Comment avez-vous rencontré cette personne et pourquoi devient-elle un
personnage clef du film ?
Dans le cas de mon projet, je me suis donc d’abord intéressé aux
limites du cadre intellectuel dans lesquelles la psychiatrie formule, ou
plutôt informe, la maladie mentale. Une manière d’éprouver ces limites
était d’aller voir ce qu’il advenait de ces formes, de ces formulations,
une fois exportées hors des cadres séculaires de la société
occidentale. Mais je dois dire que tout l’arrière-plan un peu théorique
était surtout un embrayeur. J’ai rencontré l’écrivain-cinéaste Khady
Sylla par l’intermédiaire du poète Thierno Seydou Sall, avec qui je
vivais en collocation à Dakar. Thierno avait tout de suite adhéré à mon
entreprise, car son plus célèbre poème Kër Doff (La maison des fous)
racontait précisément une époque, la fin des années soixante-dix, où il
avait été interné en psychiatrie dans le service du professeur Collomb.
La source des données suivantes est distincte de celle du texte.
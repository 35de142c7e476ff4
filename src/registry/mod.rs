//! Record registry client
//!
//! Answers, per route host, whether a DNS record and an application-deployment
//! record exist in the external registry. The capability trait keeps the core
//! substitutable with fakes; `LaconicClient` is the GraphQL implementation
//! against a laconicd registry endpoint.

use crate::config::RegistryConfig;
use crate::errors::QueryErrorKind;
use async_trait::async_trait;
use reqwest::Client;
use serde::Deserialize;
use serde_json::json;
use tracing::{debug, trace};

/// Per-host existence checks against the registry.
///
/// Both methods answer presence as a boolean; a failure is a `QueryErrorKind`,
/// never a silent "absent".
#[async_trait]
pub trait RegistryQueryClient: Send + Sync {
    /// Does a DnsRecord exist for this host?
    async fn query_dns_record(&self, host: &str) -> std::result::Result<bool, QueryErrorKind>;

    /// Does an ApplicationDeploymentRecord exist for this host?
    async fn query_deployment_record(&self, host: &str)
        -> std::result::Result<bool, QueryErrorKind>;
}

/// Record listing query, filtered by record type plus one identifying attribute.
const RECORDS_QUERY: &str = r#"
query($type: String!, $attrKey: String!, $attrValue: String!) {
  records: queryRecords(attributes: [
    {key: "type", value: {string: $type}},
    {key: $attrKey, value: {string: $attrValue}}
  ]) {
    id
  }
}
"#;

/// GraphQL client for a laconicd record registry.
pub struct LaconicClient {
    client: Client,
    endpoint: String,
}

impl LaconicClient {
    /// Create a new registry client from configuration.
    pub fn new(config: &RegistryConfig) -> crate::errors::Result<Self> {
        let client = Client::builder()
            .timeout(config.query_timeout())
            .build()
            .map_err(|e| crate::errors::Error::config(format!("failed to build registry HTTP client: {}", e)))?;

        Ok(Self { client, endpoint: config.endpoint.clone() })
    }

    async fn query_records(
        &self,
        record_type: &str,
        attr_key: &str,
        attr_value: &str,
    ) -> std::result::Result<bool, QueryErrorKind> {
        let body = json!({
            "query": RECORDS_QUERY,
            "variables": {
                "type": record_type,
                "attrKey": attr_key,
                "attrValue": attr_value,
            }
        });

        debug!(record_type = %record_type, %attr_key, %attr_value, "Querying registry");

        let response = self.client.post(&self.endpoint).json(&body).send().await.map_err(|e| {
            if e.is_timeout() {
                QueryErrorKind::Timeout
            } else {
                QueryErrorKind::Transport(e.to_string())
            }
        })?;

        let status = response.status();
        if !status.is_success() {
            return Err(QueryErrorKind::BadResponse(format!("status {}", status)));
        }

        let body: GraphQlResponse = response
            .json()
            .await
            .map_err(|e| QueryErrorKind::BadResponse(format!("unparseable body: {}", e)))?;

        if let Some(errors) = body.errors {
            let messages: Vec<String> = errors.into_iter().map(|e| e.message).collect();
            return Err(QueryErrorKind::BadResponse(messages.join("; ")));
        }

        let records = body.data.map(|d| d.records).unwrap_or_default();
        trace!(record_count = records.len(), "Registry answered");
        Ok(!records.is_empty())
    }
}

#[async_trait]
impl RegistryQueryClient for LaconicClient {
    async fn query_dns_record(&self, host: &str) -> std::result::Result<bool, QueryErrorKind> {
        self.query_records("DnsRecord", "name", host).await
    }

    async fn query_deployment_record(
        &self,
        host: &str,
    ) -> std::result::Result<bool, QueryErrorKind> {
        // Deployment records key on the application URL, not the bare host.
        let app_url = format!("https://{}", host);
        self.query_records("ApplicationDeploymentRecord", "url", &app_url).await
    }
}

#[derive(Debug, Deserialize)]
struct GraphQlResponse {
    data: Option<RecordsData>,
    errors: Option<Vec<GraphQlError>>,
}

#[derive(Debug, Default, Deserialize)]
struct RecordsData {
    #[serde(default)]
    records: Vec<RecordStub>,
}

#[derive(Debug, Deserialize)]
struct RecordStub {
    #[allow(dead_code)]
    id: String,
}

#[derive(Debug, Deserialize)]
struct GraphQlError {
    message: String,
}
//! # Observability
//!
//! Structured logging setup on the tracing ecosystem. Honors `RUST_LOG` when
//! set; `--verbose` lowers the default level, and JSON output is a config
//! switch for machine-ingested logs.

use crate::config::ObservabilityConfig;
use tracing_subscriber::{EnvFilter, FmtSubscriber};

/// Initialise the global tracing subscriber.
///
/// Safe to call more than once: a subscriber already installed (integration
/// tests, embedding binaries) wins silently.
pub fn init_logging(config: &ObservabilityConfig, verbose: bool) {
    let default_level = if verbose { "debug" } else { "info" };
    if std::env::var("RUST_LOG").is_err() {
        std::env::set_var("RUST_LOG", default_level);
    }
    let filter = EnvFilter::from_default_env();

    // A subscriber already installed elsewhere wins; ignore the error.
    let _ = if config.log_json {
        tracing::subscriber::set_global_default(
            FmtSubscriber::builder().with_env_filter(filter).json().finish(),
        )
    } else {
        tracing::subscriber::set_global_default(
            FmtSubscriber::builder().with_env_filter(filter).finish(),
        )
    };
}
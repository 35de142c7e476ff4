//! Shared fakes for integration tests
//!
//! In-memory implementations of the three capability traits so end-to-end
//! flows run without a cluster or registry.

use async_trait::async_trait;
use std::collections::{HashMap, HashSet};
use std::sync::Mutex;

use routewarden::domain::{Route, WorkloadRef};
use routewarden::errors::{DeleteError, Error, QueryErrorKind, Result};
use routewarden::kube::{RouteInventorySource, WorkloadDeleter};
use routewarden::registry::RegistryQueryClient;

/// Build a route whose workload name equals the host, in namespace `apps`.
pub fn route(host: &str) -> Route {
    Route {
        host: host.to_string(),
        ingress_name: format!("{host}-ingress"),
        namespace: "apps".to_string(),
        workload: WorkloadRef::new("apps", host),
    }
}

/// Build a route backed by an explicitly named workload.
pub fn route_with_workload(host: &str, workload: &str) -> Route {
    Route {
        host: host.to_string(),
        ingress_name: format!("{host}-ingress"),
        namespace: "apps".to_string(),
        workload: WorkloadRef::new("apps", workload),
    }
}

/// Fixed route inventory.
pub struct FakeInventory {
    routes: Vec<Route>,
    unreachable: bool,
}

impl FakeInventory {
    pub fn new(routes: Vec<Route>) -> Self {
        Self { routes, unreachable: false }
    }

    pub fn unreachable() -> Self {
        Self { routes: Vec::new(), unreachable: true }
    }
}

#[async_trait]
impl RouteInventorySource for FakeInventory {
    async fn list_routes(&self) -> Result<Vec<Route>> {
        if self.unreachable {
            return Err(Error::connectivity("fake cluster API unreachable"));
        }
        Ok(self.routes.clone())
    }
}

/// Registry answering from a fixed host map; unknown hosts report both
/// records absent, hosts in `failing` fail their queries.
pub struct FakeRegistry {
    answers: HashMap<String, (bool, bool)>,
    failing: HashSet<String>,
}

impl FakeRegistry {
    pub fn new(answers: &[(&str, bool, bool)]) -> Self {
        Self {
            answers: answers.iter().map(|(h, dns, dep)| (h.to_string(), (*dns, *dep))).collect(),
            failing: HashSet::new(),
        }
    }

    pub fn failing_for(mut self, hosts: &[&str]) -> Self {
        self.failing = hosts.iter().map(|h| h.to_string()).collect();
        self
    }
}

#[async_trait]
impl RegistryQueryClient for FakeRegistry {
    async fn query_dns_record(&self, host: &str) -> std::result::Result<bool, QueryErrorKind> {
        if self.failing.contains(host) {
            return Err(QueryErrorKind::Transport("fake registry down".into()));
        }
        Ok(self.answers.get(host).map(|(dns, _)| *dns).unwrap_or(false))
    }

    async fn query_deployment_record(
        &self,
        host: &str,
    ) -> std::result::Result<bool, QueryErrorKind> {
        if self.failing.contains(host) {
            return Err(QueryErrorKind::Transport("fake registry down".into()));
        }
        Ok(self.answers.get(host).map(|(_, dep)| *dep).unwrap_or(false))
    }
}

/// Deleter that records every call and can fail scripted workloads.
pub struct FakeDeleter {
    pub deleted: Mutex<Vec<WorkloadRef>>,
    fail_on: HashSet<String>,
}

impl FakeDeleter {
    pub fn new() -> Self {
        Self { deleted: Mutex::new(Vec::new()), fail_on: HashSet::new() }
    }

    pub fn failing_on(workloads: &[&str]) -> Self {
        Self {
            deleted: Mutex::new(Vec::new()),
            fail_on: workloads.iter().map(|w| w.to_string()).collect(),
        }
    }

    pub fn deleted_names(&self) -> Vec<String> {
        self.deleted.lock().unwrap().iter().map(|w| w.name.clone()).collect()
    }
}

#[async_trait]
impl WorkloadDeleter for FakeDeleter {
    async fn delete_workload(
        &self,
        workload: &WorkloadRef,
    ) -> std::result::Result<(), DeleteError> {
        if self.fail_on.contains(&workload.name) {
            return Err(DeleteError::Other("scripted delete failure".into()));
        }
        self.deleted.lock().unwrap().push(workload.clone());
        Ok(())
    }
}
use routewarden::cli::run_cli;

#[tokio::main]
async fn main() -> anyhow::Result<()> {
    // Load .env if present; config is read from the environment after this.
    if let Err(e) = dotenvy::dotenv() {
        if !e.to_string().contains("not found") {
            eprintln!("Warning: Error loading .env file: {}", e);
        }
    }

    run_cli().await
}
//! Shared output formatting utilities for CLI commands
//!
//! Provides consistent output formatting across the subcommands with support
//! for JSON, YAML, and table formats.

use anyhow::{Context, Result};
use serde::Serialize;

/// Output format options
#[derive(Debug, Clone, Copy, PartialEq, Eq)]
pub enum OutputFormat {
    Json,
    Yaml,
    Table,
}

impl OutputFormat {
    /// Parse output format from string
    pub fn from_str(s: &str) -> Result<Self> {
        match s.to_lowercase().as_str() {
            "json" => Ok(OutputFormat::Json),
            "yaml" => Ok(OutputFormat::Yaml),
            "table" => Ok(OutputFormat::Table),
            _ => anyhow::bail!(
                "Unsupported output format: '{}'. Use 'json', 'yaml', or 'table'.",
                s
            ),
        }
    }
}

/// Print data in the specified format; tables are implemented per data type
/// by the calling command.
pub fn print_output<T: Serialize>(data: &T, format: &str) -> Result<()> {
    match OutputFormat::from_str(format)? {
        OutputFormat::Json => print_json(data),
        OutputFormat::Yaml => print_yaml(data),
        OutputFormat::Table => {
            anyhow::bail!("Table format requires custom implementation per data type")
        }
    }
}

/// Print data as JSON
pub fn print_json<T: Serialize>(data: &T) -> Result<()> {
    let json = serde_json::to_string_pretty(data).context("Failed to serialize to JSON")?;
    println!("{}", json);
    Ok(())
}

/// Print data as YAML
pub fn print_yaml<T: Serialize>(data: &T) -> Result<()> {
    let yaml = serde_yaml::to_string(data).context("Failed to serialize to YAML")?;
    println!("{}", yaml);
    Ok(())
}

/// Truncate string to maximum length with ellipsis
pub fn truncate(s: &str, max_len: usize) -> String {
    if s.len() <= max_len {
        s.to_string()
    } else {
        format!("{}...", &s[..max_len.saturating_sub(3)])
    }
}

/// Print a horizontal separator line
pub fn print_separator(width: usize) {
    println!("{}", "-".repeat(width));
}

/// Print a table header
pub fn print_table_header(columns: &[(&str, usize)]) {
    println!();
    let mut header = String::new();
    for (name, width) in columns {
        header.push_str(&format!("{:<width$} ", name, width = width));
    }
    println!("{}", header.trim());

    let total_width: usize = columns.iter().map(|(_, w)| w + 1).sum();
    print_separator(total_width.saturating_sub(1));
}
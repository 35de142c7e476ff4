//! Cleanup execution
//!
//! Applies a deletion plan against the cluster, one workload at a time, in
//! plan order. Deletions are irreversible, so the pass is strictly sequential
//! and best-effort, fully reported: one item's failure never aborts the rest,
//! and every item gets exactly one outcome.
//!
//! Protection is re-verified against the matcher handed in at execute time,
//! immediately before each delete call. A plan built before a protection
//! pattern update can therefore never delete a newly protected workload.

use crate::domain::{DeletionOutcome, DeletionPlanItem, OutcomeResult};
use crate::kube::WorkloadDeleter;
use crate::services::protection::ProtectionMatcher;
use std::sync::Arc;
use tokio_util::sync::CancellationToken;
use tracing::{error, info, warn};

/// Reason recorded for items skipped by the live protection re-check.
pub const SKIP_PROTECTED: &str = "protected";

/// Reason recorded for items not attempted after a pass-level cancellation.
pub const SKIP_CANCELLED: &str = "cancelled";

/// Executes deletion plans.
pub struct CleanupExecutor {
    deleter: Arc<dyn WorkloadDeleter>,
}

impl CleanupExecutor {
    pub fn new(deleter: Arc<dyn WorkloadDeleter>) -> Self {
        Self { deleter }
    }

    /// Execute the plan. Returns one outcome per item, in plan order.
    ///
    /// Cancellation is honored between items only: the current delete call
    /// finishes, remaining items record `Skipped("cancelled")` so the outcome
    /// list stays exactly as long as the plan.
    pub async fn execute(
        &self,
        plan: &[DeletionPlanItem],
        protection: &ProtectionMatcher,
        cancel: &CancellationToken,
    ) -> Vec<DeletionOutcome> {
        let mut outcomes = Vec::with_capacity(plan.len());

        for item in plan {
            if cancel.is_cancelled() {
                warn!(workload = %item.workload, "Execution cancelled, skipping remaining item");
                outcomes
                    .push(DeletionOutcome::new(item.workload.clone(), OutcomeResult::Skipped(SKIP_CANCELLED.to_string())));
                continue;
            }

            // Live re-check, not trusted from plan time.
            if let Some(pattern) = protection.matching_pattern(&item.workload.name) {
                info!(workload = %item.workload, pattern = %pattern, "Workload protected, not deleting");
                outcomes.push(DeletionOutcome::new(
                    item.workload.clone(),
                    OutcomeResult::Skipped(SKIP_PROTECTED.to_string()),
                ));
                continue;
            }

            info!(workload = %item.workload, host = %item.host, rationale = %item.rationale, "Deleting workload");
            let result = match self.deleter.delete_workload(&item.workload).await {
                Ok(()) => {
                    info!(workload = %item.workload, "Workload deleted");
                    OutcomeResult::Succeeded
                }
                Err(kind) => {
                    error!(workload = %item.workload, error = %kind, "Workload deletion failed");
                    OutcomeResult::Failed(kind)
                }
            };
            outcomes.push(DeletionOutcome::new(item.workload.clone(), result));
        }

        let succeeded = outcomes.iter().filter(|o| o.result == OutcomeResult::Succeeded).count();
        info!(
            plan_items = plan.len(),
            succeeded,
            skipped = outcomes.iter().filter(|o| !o.was_attempted()).count(),
            "Execution pass complete"
        );

        outcomes
    }
}
//! Reconciliation and cleanup services
//!
//! The decision engine of routewarden: resolving routes against the registry,
//! classifying them, matching protection patterns, and planning and executing
//! deletions. The session module ties the pieces into one operator-driven
//! state machine.

pub mod classifier;
pub mod executor;
pub mod planner;
pub mod protection;
pub mod resolver;
pub mod session;

pub use classifier::{classify_all, ClassifiedRoute};
pub use executor::CleanupExecutor;
pub use planner::{CleanupPlanner, CleanupTarget};
pub use protection::ProtectionMatcher;
pub use resolver::RecordResolver;
pub use session::{ReconcileSession, SessionState};
//! Classification report
//!
//! Maps the resolver's ordered output to an ordered report of classified
//! routes. Pure and side-effect free beyond a summary log; classification
//! never begins on a partial result set because the resolver joins before
//! handing off.

use crate::domain::{classify, Classification, RecordStatus, Route};
use serde::{Deserialize, Serialize};
use std::collections::BTreeMap;
use tracing::info;

/// One row of the classification report.
#[derive(Debug, Clone, PartialEq, Eq, Serialize, Deserialize)]
pub struct ClassifiedRoute {
    pub route: Route,
    pub status: RecordStatus,
    pub classification: Classification,
}

/// Classify every resolved route, preserving order.
pub fn classify_all(resolved: Vec<(Route, RecordStatus)>) -> Vec<ClassifiedRoute> {
    let report: Vec<ClassifiedRoute> = resolved
        .into_iter()
        .map(|(route, status)| {
            let classification = classify(&status);
            ClassifiedRoute { route, status, classification }
        })
        .collect();

    let mut counts: BTreeMap<Classification, usize> = BTreeMap::new();
    for row in &report {
        *counts.entry(row.classification).or_default() += 1;
    }
    info!(routes = report.len(), ?counts, "Classification complete");

    report
}

#[cfg(test)]
mod tests {
    use super::*;
    use crate::domain::WorkloadRef;
    use crate::errors::QueryErrorKind;

    fn route(host: &str) -> Route {
        Route {
            host: host.to_string(),
            ingress_name: format!("{host}-ingress"),
            namespace: "apps".to_string(),
            workload: WorkloadRef::new("apps", host),
        }
    }

    #[test]
    fn test_classify_all_preserves_order_and_maps() {
        let resolved = vec![
            (route("a.test"), RecordStatus::resolved(true, true)),
            (route("b.test"), RecordStatus::resolved(false, false)),
            (route("c.test"), RecordStatus::QueryFailed(QueryErrorKind::Timeout)),
        ];

        let report = classify_all(resolved);
        assert_eq!(report.len(), 3);
        assert_eq!(report[0].route.host, "a.test");
        assert_eq!(report[0].classification, Classification::Complete);
        assert_eq!(report[1].classification, Classification::MissingBoth);
        assert_eq!(report[2].classification, Classification::QueryFailed);
    }

    #[test]
    fn test_classify_all_empty() {
        assert!(classify_all(vec![]).is_empty());
    }
}
//! Assembles the goose scenario and attack from [`LoadTestConfig`].

use crate::config::LoadTestConfig;
use crate::tasks::{self, TASKS};
use goose::prelude::*;
use std::sync::Arc;

/// Name of the single scenario every simulated user runs.
pub const SCENARIO_NAME: &str = "StorefrontUser";

/// The storefront user scenario: session setup on start, then the weighted
/// task table with the configured think time between tasks.
pub fn build_scenario(config: &LoadTestConfig) -> Result<Scenario, GooseError> {
    let credentials = Arc::new(config.credentials.clone());

    let mut scenario = Scenario::new(SCENARIO_NAME)
        .register_transaction(tasks::session_start(Arc::clone(&credentials)));
    for task in TASKS {
        let transaction = tasks::transaction(task, Arc::clone(&credentials))?;
        scenario = scenario.register_transaction(transaction);
    }

    match config.wait_time() {
        Some((min, max)) => scenario.set_wait_time(min, max),
        None => Ok(scenario),
    }
}

/// Register the scenario on `attack`, schedule transactions randomly and
/// default the host to the configured one.
pub fn build_attack(
    attack: GooseAttack,
    config: &LoadTestConfig,
) -> Result<GooseAttack, GooseError> {
    tracing::info!(
        host = %config.host,
        username = %config.credentials.username,
        password = "<REDACTED>",
        wait_min_secs = config.wait_min_secs,
        wait_max_secs = config.wait_max_secs,
        tasks = TASKS.len(),
        "configuring storefront load test"
    );

    let attack = attack.set_default(GooseDefault::Host, config.host.as_str())?;
    Ok(attack
        .register_scenario(build_scenario(config)?)
        .set_scheduler(GooseScheduler::Random))
}

#[cfg(test)]
mod tests {
    use super::*;
    use goose::config::GooseConfiguration;
    use std::time::Duration;

    #[test]
    fn test_build_attack_yields_configured_attack() {
        let attack = GooseAttack::initialize_with_config(GooseConfiguration::default()).unwrap();
        let config = LoadTestConfig {
            host: "http://storefront.test:3000".to_string(),
            ..LoadTestConfig::default()
        };
        let attack: GooseAttack = build_attack(attack, &config).unwrap();
        // Further defaults chain onto the returned attack.
        assert!(attack.set_default(GooseDefault::Users, 1).is_ok());
    }

    #[test]
    fn test_scenario_registers_weighted_tasks_and_session_start() {
        let scenario = build_scenario(&LoadTestConfig::default()).unwrap();
        assert_eq!(scenario.name, SCENARIO_NAME);

        let on_start: Vec<&str> = scenario
            .transactions
            .iter()
            .filter(|t| t.on_start)
            .map(|t| t.name.as_str())
            .collect();
        assert_eq!(on_start, vec!["init_session"]);

        let weighted: Vec<(&str, usize)> = scenario
            .transactions
            .iter()
            .filter(|t| !t.on_start)
            .map(|t| (t.name.as_str(), t.weight))
            .collect();
        assert_eq!(
            weighted,
            vec![
                ("get_user", 2),
                ("register_user", 1),
                ("get_user_history", 2),
                ("login_user", 1),
                ("list_products", 3),
                ("list_products_with_filters", 2),
                ("get_single_product", 1),
                ("get_recommendations", 1),
            ]
        );
    }

    #[test]
    fn test_default_think_time_is_one_to_three_seconds() {
        let scenario = build_scenario(&LoadTestConfig::default()).unwrap();
        assert_eq!(
            scenario.transaction_wait,
            Some((Duration::from_secs(1), Duration::from_secs(3)))
        );
    }

    #[test]
    fn test_scenario_builds_with_default_config() {
        assert!(build_scenario(&LoadTestConfig::default()).is_ok());
    }

    #[test]
    fn test_scenario_builds_without_wait_time() {
        let config = LoadTestConfig {
            wait_min_secs: 0,
            wait_max_secs: 0,
            ..LoadTestConfig::default()
        };
        let scenario = build_scenario(&config).unwrap();
        assert_eq!(scenario.transaction_wait, None);
    }
}
//! Sample identifier pools used to parametrize requests.
//!
//! Every pool is a fixed, non-empty slice. Selection is uniform and
//! independent per call; nothing here is seeded.

use rand::Rng;

/// User fetched by `get_user` on every invocation.
pub const FIXED_USER_ID: &str = "761c3b71-a9ce-4b6f-a691-ac84743ec508";

/// Users whose purchase history is requested by `get_user_history`.
pub const HISTORY_USER_IDS: &[&str] = &[
    "761c3b71-a9ce-4b6f-a691-ac84743ec508",
    "123e4567-e89b-12d3-a456-426614174000",
    "987e6543-e21b-12d3-a456-426614174999",
    "456e7890-e21b-12d3-a456-426614174111",
];

/// Products fetched by `get_single_product`.
pub const PRODUCT_IDS: &[&str] = &[
    "7824407a-2768-4f8b-ae0d-82cf56348545",
    "1a2b3c4d-5e6f-7a8b-9c0d-1e2f3a4b5c6d",
];

/// Brand filter values. The empty string exercises the "no brand" branch.
pub const BRANDS: &[&str] = &["Nike", "Adidas", "Puma", "Reebok", ""];

/// Category filter values. The empty string exercises the "no category" branch.
pub const CATEGORIES: &[&str] = &["Sneakers", "Boots", "Running", "Casual", ""];

/// Name sent with every registration.
pub const REGISTER_NAME: &str = "Load Test User";

/// Password sent with every registration and login.
pub const REGISTER_PASSWORD: &str = "password";

/// Age sent with every registration.
pub const REGISTER_AGE: u32 = 30;

/// Smallest numeric suffix in generated registration emails.
pub const EMAIL_SUFFIX_MIN: u32 = 1;
/// Largest numeric suffix in generated registration emails (inclusive).
pub const EMAIL_SUFFIX_MAX: u32 = 99_999;

/// Pick one entry of `pool` uniformly at random.
///
/// `pool` must be non-empty; every pool in this module is.
pub fn pick<R: Rng + ?Sized>(pool: &[&'static str], rng: &mut R) -> &'static str {
    pool[rng.random_range(0..pool.len())]
}

/// Registration email with a random suffix, e.g. `loadtest_4821@example.com`.
///
/// Suffixes collide eventually; the backend rejecting a duplicate is an
/// ordinary failed request in the run's metrics.
pub fn registration_email<R: Rng + ?Sized>(rng: &mut R) -> String {
    let suffix = rng.random_range(EMAIL_SUFFIX_MIN..=EMAIL_SUFFIX_MAX);
    format!("loadtest_{suffix}@example.com")
}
Personne ne pouvait être plus que lui au cœur du questionnement qui
m’animait, hormis peut-être Khady Sylla. J’avais entendu parler d’elle à
travers un film qu’elle avait réalisé sur ses propres souffrances
mentales, Une fenêtre ouverte, qui avait d’ailleurs obtenu un prix au
FID en 2005. Et un jour que je revenais de lʼhôpital psychiatrique de
Thiaroye où je me rendais quotidiennement, elle était à la maison.
C’était une grande amie de Thierno. Ce soir-là, nous avons eu une
discussion passionnante tous les trois. Le lendemain, Khady, qui avait
été internée à Thiaroye, me demandait de l’emmener avec moi sur le
tournage. Pour se distraire disait-elle, mais aussi, je crois, pour
exorciser ses démons liés à l’hôpital. De là, nous ne nous sommes plus
quittés. Je n’ai pas tardé à découvrir quel personnage hors-norme elle
était. Artiste, libre-penseur, à l’encontre des conventions. Son visage
et tout son corps portaient les stigmates de son agitation intérieure.
Je l’aimais pour son extrême sensibilité, j’admirais la fulgurance de sa
pensée. C’est pourquoi je lui ai finalement demandé de devenir le fil
conducteur de ce film. Puisque son destin l’avait conduite à être
internée à Thiaroye, c’est d’abord à l’ancienne patiente que je
m’adressais. Mais c’est aussi à la cinéaste qu’elle était que je
demandais de devenir mon alter ego, mon double africain, le point de vue
de proximité. Khady pouvait toujours se tenir à la fois dedans et
dehors. Simultanément au cœur des mécanismes de Thiaroye, et à
l’extérieur du point de vue psychiatrique. Tour à tour actrice et
observatrice. Au présent et au passé. Elle devait être ma courroie de
transmission avec la réalité. Mais les choses n’ont pas été aussi
simples. Car entre-temps, Khady a appris qu’elle avait un cancer. Et
tout a alors rapidement mal tourné.
Comment avez-vous rencontré les personnes qui apparaissent dans le film ?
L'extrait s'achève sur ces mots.